use std::sync::Arc;

use axum::{
    http::{header, HeaderValue, Method},
    routing::{get, post},
    Router,
};
use tower_http::cors::{AllowOrigin, CorsLayer};
use tower_http::trace::{DefaultMakeSpan, DefaultOnResponse, TraceLayer};
use tracing::Level;

pub mod config;
pub mod error;
pub mod handlers {
    pub mod waitlist_dtos;
    pub mod waitlist_handlers;
}
pub mod models {
    pub mod signup_models;
}
pub mod repositories {
    pub mod ledger;
}
pub mod utils {
    pub mod email_utils;
    pub mod notification_utils;
    pub mod request_meta;
}
/// Client side of the signup form: validation, submission strategies, feedback.
pub mod intake {
    pub mod feedback;
    pub mod remote;
    pub mod simulated;
    pub mod strategy;
    pub mod validation;
    pub mod widget;
}

use config::WaitlistConfig;
use handlers::waitlist_handlers;
use repositories::ledger::{CsvLedger, SignupLedger};
use utils::notification_utils::AdminNotifier;

pub struct AppState {
    pub ledger: Arc<dyn SignupLedger>,
    pub default_source: String,
    pub notifier: AdminNotifier,
}

impl AppState {
    pub fn from_config(config: &WaitlistConfig) -> Self {
        Self {
            ledger: Arc::new(CsvLedger::new(config.ledger_path.clone(), config.max_ledger_bytes)),
            default_source: config.default_source.clone(),
            notifier: AdminNotifier::new(config.notify.clone()),
        }
    }
}

/// Waitlist routes with request tracing. CORS is added by [`app`].
pub fn router(state: Arc<AppState>) -> Router {
    Router::new()
        .route("/api/health", get(waitlist_handlers::health_check))
        .route(
            "/api/waitlist",
            post(waitlist_handlers::join_waitlist)
                .options(waitlist_handlers::preflight)
                .fallback(waitlist_handlers::method_not_allowed),
        )
        .layer(
            TraceLayer::new_for_http()
                .make_span_with(DefaultMakeSpan::new().level(Level::INFO))
                .on_response(DefaultOnResponse::new().level(Level::INFO)),
        )
        .with_state(state)
}

pub fn app(state: Arc<AppState>, frontend_url: &str) -> anyhow::Result<Router> {
    let origin: HeaderValue = frontend_url
        .parse()
        .map_err(|e| anyhow::anyhow!("Invalid FRONTEND_URL {:?}: {}", frontend_url, e))?;
    Ok(router(state).layer(
        CorsLayer::new()
            .allow_methods([Method::POST, Method::OPTIONS])
            .allow_origin(AllowOrigin::exact(origin))
            .allow_headers([header::CONTENT_TYPE, header::ACCEPT, header::ORIGIN]),
    ))
}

☆ ☆ ☆

■ **About this task**: The string "validation" appears in how many lines above? Answer with the number only.

■ **Result below**: 2